Company T is a small job-shop that undertook lean as a Direct funded member in 2007. The NZTE subsidy had convinced the SMT to commit to lean but the SMT showed no commitment to change and relied on the consultant to drive the programme. The consultant drove the initiative for 12 months with little success. The organisation did not have a strategy for change, they placed little emphasis on developing the lean champion’s capabilities to drive changes and their overall focus on staff training was poor. They also found it difficult to adapt lean into their job-shop environment due to their poor understanding of lean. Overall their progress with lean was inconsequential.

Case study F

Company J is a small job-shop that implemented the 20 Keys in 2007. Although the SMT was committed to the initiative, their understanding of lean was purely tools based. This lack of understanding together with a poor change strategy, high staff resistance and lack of implementation know-how on the shop floor meant that they had not sustained their lean transformation. They also struggled to apply the concepts of the 20 Keys to their job-shop environment.

Case study G

Company D is a large NZ company that implemented the 20 Keys programme in 2005. They made little progress over the five years they attempted lean and have primarily focused on ‘cleaning and organising’ of the manufacturing operations. The

NZTE funding was the main driver behind their decision to undertake lean and the SMT were never committed to leading the changes. They had a tools based understanding of lean, lacked a champion to implement changes and they failed to develop a strategy for change.

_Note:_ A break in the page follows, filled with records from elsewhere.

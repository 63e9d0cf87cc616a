//! Fuzz target for the batched CSV reader.
//!
//! Malformed quoting, ragged rows and undecodable bytes must never panic;
//! every batch is either records or an error.

#![no_main]

use std::io::Cursor;

use addrnorm::io::{CsvBatchReader, ReaderOptions};
use libfuzzer_sys::fuzz_target;

fuzz_target!(|data: &[u8]| {
    if data.len() > 100_000 {
        return;
    }

    for (encoding, delimiter) in [("utf-8", b','), ("windows-1252", b';'), ("tis-620", b'\t')] {
        let options = ReaderOptions {
            encoding: encoding.to_string(),
            delimiter,
            chunk_size: 7,
        };
        let Ok(mut reader) = CsvBatchReader::from_reader(Cursor::new(data), &options) else {
            continue;
        };
        let width = reader.layout().width();
        for batch in reader.by_ref() {
            let Ok(batch) = batch else { break };
            assert!(batch.len() <= 7);
            for record in &batch {
                assert!(record.extras.len() <= width);
            }
        }
        let _ = reader.skipped_rows();
    }
});
//! Address parser trait and the parsed-component type.

use indexmap::IndexMap;
use serde::{Deserialize, Serialize};

use crate::error::Result;

/// Parser labels and the component names they map to.
const LABEL_MAP: &[(&str, &str)] = &[
    ("house_number", "house_number"),
    ("road", "road"),
    ("unit", "unit"),
    ("suburb", "suburb"),
    ("city", "city"),
    ("state", "state"),
    ("postcode", "zip"),
    ("country", "country"),
];

/// Components extracted from free-form address text.
#[derive(Debug, Clone, Default, PartialEq, Eq, Serialize, Deserialize)]
pub struct ParsedAddress {
    components: IndexMap<String, String>,
}

impl ParsedAddress {
    pub fn new() -> Self {
        Self::default()
    }

    /// Build from raw parser labels.
    ///
    /// Labels are mapped to pipeline names (`postcode` becomes `zip`,
    /// hyphenated variants are accepted); unknown labels and empty values
    /// are dropped. A repeated label keeps its last value.
    pub fn from_labels<I, K, V>(pairs: I) -> Self
    where
        I: IntoIterator<Item = (K, V)>,
        K: AsRef<str>,
        V: AsRef<str>,
    {
        let mut parsed = Self::new();
        for (label, value) in pairs {
            let label = label.as_ref().trim().to_lowercase().replace('-', "_");
            let value = value.as_ref().trim();
            if value.is_empty() {
                continue;
            }
            if let Some((_, name)) = LABEL_MAP.iter().find(|(src, _)| *src == label) {
                parsed.components.insert(name.to_string(), value.to_string());
            }
        }
        parsed
    }

    /// Set a component by its pipeline name.
    pub fn with(mut self, name: &str, value: impl Into<String>) -> Self {
        let value = value.into();
        if !value.trim().is_empty() {
            self.components.insert(name.to_string(), value.trim().to_string());
        }
        self
    }

    /// A component by pipeline name (`road`, `city`, `zip`, ...).
    pub fn get(&self, name: &str) -> Option<&str> {
        self.components.get(name).map(String::as_str)
    }

    pub fn is_empty(&self) -> bool {
        self.components.is_empty()
    }

    pub fn len(&self) -> usize {
        self.components.len()
    }

    /// Street line from road, house number and unit.
    ///
    /// The house number is skipped when the road already contains it.
    pub fn compose_street(&self) -> String {
        let road = self.get("road").unwrap_or("");
        let mut parts: Vec<&str> = Vec::with_capacity(3);
        if !road.is_empty() {
            parts.push(road);
        }
        if let Some(number) = self.get("house_number") {
            if !road.contains(number) {
                parts.push(number);
            }
        }
        if let Some(unit) = self.get("unit") {
            parts.push(unit);
        }
        parts.join(", ")
    }
}

/// A source of address components for free-form text.
pub trait AddressParser: Send + Sync {
    /// Parse one address. An empty result counts as "nothing found".
    fn parse(&self, text: &str) -> Result<ParsedAddress>;

    /// Short name for logs.
    fn name(&self) -> &str;
}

The combination of these factors meant that they failed to make any significant gains with the 20 Keys programme.

Case study H

Company K is a small job-shop that implemented the 20 Keys programme in 2007. They focused on ‘cleaning and organising’ the manufacturing department and staff development which resulted in considerable short-term gains in productivity. Their understanding of lean was tools based and this erroneous understanding of lean together with a lack of SMT commitment, a poor change strategy and high staff turnover meant that they were unlikely to sustain lean.

Case study I

Company B is a large NZ company with several manufacturing sites across the country. They implemented 20 Keys at one of these sites in 2005. The NZTE funding had convinced the SMT to undertake the 20 Keys programme which they saw as a cost-cutting tool. They primarily focused on ‘cleaning and organising’ the manufacturing operations for two years before abandoning their lean transformation indefinitely due to financial stress.

Case studies J & K

Company G and P had gone into receivership as a result of the economic downturn some months before the data collection phase of this study. Company G undertook the 20 Keys programme in 2006 and Company P undertook the Direct approach in 2007 and neither succeeded in embedding a CI culture.